Introduction to MDX for PowerPivot Users, Part 4: Filtering

Chris Webb MDX, PowerPivot November 5, 2012December 18, 2012 4 Minutes

The combination of the filtering functionality built into PivotTables, and the ability to delete and reorder tuples in a set without needing to edit the set expression itself that the Excel named set functionality gives you, means that you can usually implement the filters you need in PowerPivot without needing to resort to MDX. However there are some scenarios where knowing the MDX functions that allow you to filter a set are useful and in this post I’ll show a few of them.

FILTER()

The Filter() function is the Swiss-Army penknife of filtering in MDX: it can do pretty much anything you want, but isn’t always the most elegant method. It’s quite simple in that it takes two parameters, the set that is to be filtered and a boolean expression that is evaluated for every item in the set and which determines whether that item passes through the filter or not.

Here’s a simple example. Consider a simple PivotTable (using my example model, described here) with FullDateAlternateKey on rows and the Sum of SalesAmount measure on columns:

The set of members on the FullDateAlternateKey level of the FullDateAlternateKey hierarchy can be obtained by using the .Members() function as I showed earlier in this series:
[DimDate].[FullDateAlternateKey].[FullDateAlternateKey].MEMBERS

This set can then be filtered by passing it to the Filter function, which itself returns a set, so it too can be used to create a named set. Let’s say we only wanted the set of dates where Sum of SalesAmount was greater than £10000; we could get it using the following expression:

Filter(
[DimDate].[FullDateAlternateKey].[FullDateAlternateKey].MEMBERS
, ([Measures].[Sum of SalesAmount])>10000)

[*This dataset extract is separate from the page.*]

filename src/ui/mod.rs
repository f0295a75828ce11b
pub mod panels;
pub mod plot;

What I’m doing is passing the set of all dates into the first parameter of Filter() and then, in the second parameter, testing to see if the value of the tuple ([Measures].[Sum of SalesAmount]) is greater than 10000 for each item in that set.

Here’s the result:

As I’ve mentioned before, it’s very important that you remember to check the ‘Recalculate set with every update’ button if you want the filter to be re-evaluated every time you change a slicer, which you almost always want to do.

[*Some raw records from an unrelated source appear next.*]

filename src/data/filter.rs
use std::collections::BTreeSet;

use serde::{Deserialize, Serialize};

use super::model::{Catalog, CatalogRow, ContentType};

// ---------------------------------------------------------------------------
// Filter selection: what the side panel currently asks for
// ---------------------------------------------------------------------------

/// How a row's `country` cell is compared against the selected countries.
#[derive(Debug, Clone, Copy, PartialEq, Eq, Default, Serialize, Deserialize)]
#[serde(rename_all = "snake_case")]
pub enum CountryMatch {
    /// Match when any comma-separated country of the row is selected.
    #[default]
    AnyToken,
    /// Match only when the whole cell equals a selected value, so
    /// `"USA, UK"` is never matched by `{"UK"}`.
    WholeField,
}

/// Current user selection. An empty set means "no constraint" for that
/// column.
#[derive(Debug, Clone, PartialEq, Eq, Serialize)]
pub struct FilterSelection {
    pub types: BTreeSet<ContentType>,
    pub countries: BTreeSet<String>,
    /// Inclusive release-year range `(lo, hi)`.
    pub years: (i64, i64),
}

impl Default for FilterSelection {
    /// Keeps every row of any catalog.
    fn default() -> Self {
        FilterSelection {
            types: BTreeSet::new(),
            countries: BTreeSet::new(),
            years: (i64::MIN, i64::MAX),
        }
    }
}

impl FilterSelection {
    /// Selection that keeps every row of `catalog`.
    pub fn full(catalog: &Catalog) -> Self {
        FilterSelection {
            types: BTreeSet::new(),
            countries: BTreeSet::new(),
            years: catalog.year_bounds.unwrap_or((i64::MIN, i64::MAX)),
        }
    }

    /// Replace the year range, clamped to the catalog bounds and reordered
    /// so that `lo <= hi`.
    pub fn set_years(&mut self, catalog: &Catalog, lo: i64, hi: i64) {
        let (lo, hi) = if lo <= hi { (lo, hi) } else { (hi, lo) };
        self.years = match catalog.year_bounds {
            Some((min, max)) => (lo.clamp(min, max), hi.clamp(min, max)),
            None => (lo, hi),
        };
    }

    /// Whether `row` passes every active constraint.
    pub fn matches(&self, row: &CatalogRow, country_match: CountryMatch) -> bool {
        let (lo, hi) = self.years;
        if row.release_year < lo || row.release_year > hi {
            return false;
        }
        if !self.types.is_empty() && !self.types.contains(&row.content_type) {
            return false;
        }
        if self.countries.is_empty() {
            return true;
        }
        match country_match {
            CountryMatch::AnyToken => row.countries().any(|c| self.countries.contains(c)),
            CountryMatch::WholeField => row
                .country
                .as_deref()
                .is_some_and(|c| self.countries.contains(c)),
        }
    }
}

/// Return indices of rows that pass the selection, in catalog order.
pub fn filtered_indices(
    catalog: &Catalog,
    selection: &FilterSelection,
    country_match: CountryMatch,
) -> Vec<usize> {
    catalog
        .rows()
        .iter()
        .enumerate()
        .filter(|(_, row)| selection.matches(row, country_match))
        .map(|(i, _)| i)
        .collect()
}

Where is the filter function actually useful though? Here’s the same PivotTable but with Color on columns and with only Red and Black showing:

It’s not possible to filter this PivotTable to show only the dates where sales for Black products are greater than Sales of Red products using native functionality, but it is using MDX. Here’s the set expression:

Filter(
[DimDate].[FullDateAlternateKey].[FullDateAlternateKey].MEMBERS
, ([Measures].[Sum of SalesAmount], [DimProduct].[Color].&[Black])
>
([Measures].[Sum of SalesAmount], [DimProduct].[Color].&[Red])
)

Here I’m doing something similar to what I did in the first example, but now comparing two tuple values for each date: the tuple that returns the value of Sum of SalesAmount for Black products, which is
([Measures].[Sum of SalesAmount], [DimProduct].[Color].&[Black])
and the tuple that returns the value of Sum of SalesAmount for Red products, which is
([Measures].[Sum of SalesAmount], [DimProduct].[Color].&[Red])

NONEMPTY()

The NonEmpty() function also does filtering, but it’s much more specialised than the Filter() function – it filters items from a set that have empty values for one or more tuples. As with the Filter() function its first parameter is the set to be filtered, but its second parameter is another set, each of whose items are evaluated for each item in the first set. If one item in the second set evaluates to a non empty value for an item in the first set then that item passes through the filter.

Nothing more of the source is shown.